At the same international conference, Salas introduced a media resolution, authored by Reed, which called for PEN to demand more equitable reporting of ethnic and racial minorities in the media. This, too, did not reach the floor, but it was re-introduced in November, 1991, by Gerald Nicosia, at the conference in Vienna. Nicosia strenuously fought for the resolution, with the support of the Nigerian delegate and a few others. The resolution, in watered-down form, stating that PEN should encourage fair reporting on minorities in the media, was passed the following year.

Locally, PEN Oakland continued to offer symposia on the written word and its societal impacts, with the support of such sponsors as the City of Oakland, the Lef Foundation, the Zellerbach Foundation, the East-West Community Foundation, the Before Columbus Foundation and the Oakland Public Library. At the instigation of Kim McMillon, PEN Oakland’s chief program manager, PEN Oakland sponsored the Oakland Literature Expo portion of the City of Oakland’s Art & Soul Festival from 2001 through 2004. In addition, PEN Oakland produced “An Evening of Dangerous Plays,” at the Berkeley Repertory Theater, “Domestic Crusaders,” a play about a Muslim Pakistani-American family’s efforts to deal with the aftermath of 9/11 at various venues, and “4x4 Plays: Staged Readings,” and “Short Plays,” the latter two at the Live Oak Theater in Berkeley. Since its inception in 2015, under the guidance of Tony R. Rodriguez, PEN Oakland has played an active role in the Oakland Book Festival, hosting panels, readings and a booth.

PEN Oakland has published or co-published three anthologies, Words Upon the Waters: A Poetic Response to Hurricane Katrina by Bay Area Writers and Artists (Jukebox Press, 2006), Oakland Out Loud: Poetry and Prose in Celebration of ‘There',” (Jukebox Press, 2007) and Fightin' Words: 25 Years of Provocative Poetry and Prose from “The Blue Collar PEN” (Heyday Books/PEN Oakland Publications, 2014).

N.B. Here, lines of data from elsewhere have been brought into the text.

impl ProfileManager {
    pub fn new(profile: Profile, npu_enabled: bool) -> Self {
        Self {
            profile,
            npu_enabled,
            violations: Vec::new(),
        }
    }

    pub fn profile(&self) -> Profile {
        self.profile
    }

    /// Pure check without recording
    pub fn is_feature_allowed(&self, feature: Feature) -> bool {
        self.profile.includes(feature.required_profile())
            && (!feature.needs_npu() || self.npu_enabled)
    }

    /// Record a violation if `feature` is not available under the current
    /// profile, or if it needs the NPU gate and the gate is closed
    pub fn validate_feature(&mut self, feature: Feature, span: Span) {
        let required = feature.required_profile();
        if !self.profile.includes(required) {
            self.violations.push(Violation {
                kind: ViolationKind::Feature(feature),
                required: Some(required),
                current: self.profile,
                span,
            });
            return;
        }
        if feature.needs_npu() && !self.npu_enabled {
            self.violations.push(Violation {
                kind: ViolationKind::NpuGate(feature),
                required: None,
                current: self.profile,
                span,
            });
        }
    }

    pub fn validate_binary_op(&mut self, op: BinaryOp, span: Span) {
        let required = binary_op_profile(op);
        if !self.profile.includes(required) {
            self.violations.push(Violation {
                kind: ViolationKind::Operator(op.symbol()),
                required: Some(required),
                current: self.profile,
                span,
            });
        }
    }

    pub fn validate_unary_op(&mut self, op: UnaryOp, span: Span) {
        let required = unary_op_profile(op);
        if !self.profile.includes(required) {
            self.violations.push(Violation {
                kind: ViolationKind::Operator(op.symbol()),
                required: Some(required),
                current: self.profile,
                span,
            });
        }
    }

    /// Defense in depth: the primitive set restriction is enforced even if
    /// the feature table would have let a type through
    pub fn validate_primitive(&mut self, kind: PrimitiveKind, span: Span) {
        let restriction = self.profile.restriction();
        if !restriction.allowed_primitives.contains(&kind) {
            // the smallest profile whose restriction allows this primitive
            let required = Profile::ALL
                .into_iter()
                .find(|p| p.restriction().allowed_primitives.contains(&kind));
            self.violations.push(Violation {
                kind: ViolationKind::PrimitiveType(kind),
                required,
                current: self.profile,
                span,
            });
        }
    }

    pub fn validate_param_count(&mut self, count: usize, span: Span) {
        let max = self.profile.restriction().max_fn_params;
        if count > max {
            let required = Profile::ALL
                .into_iter()
                .find(|p| count <= p.restriction().max_fn_params);
            self.violations.push(Violation {
                kind: ViolationKind::ParamCount { count, max },
                required,
                current: self.profile,
                span,
            });
        }
    }

    /// Drain everything recorded so far
    pub fn take_violations(&mut self) -> Vec<Violation> {
        std::mem::take(&mut self.violations)
    }

    pub fn violation_count(&self) -> usize {
        self.violations.len()
    }
}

PEN Oakland, an all-volunteer organization with limited funding, has, for more than a quarter century and ongoing, been a voice for the issues of marginalized peoples through a series of hard-hitting forums in which important issues often ignored by the mainstream media are aired and debated. At the same time, we have brought national attention to multicultural literature through our awards program.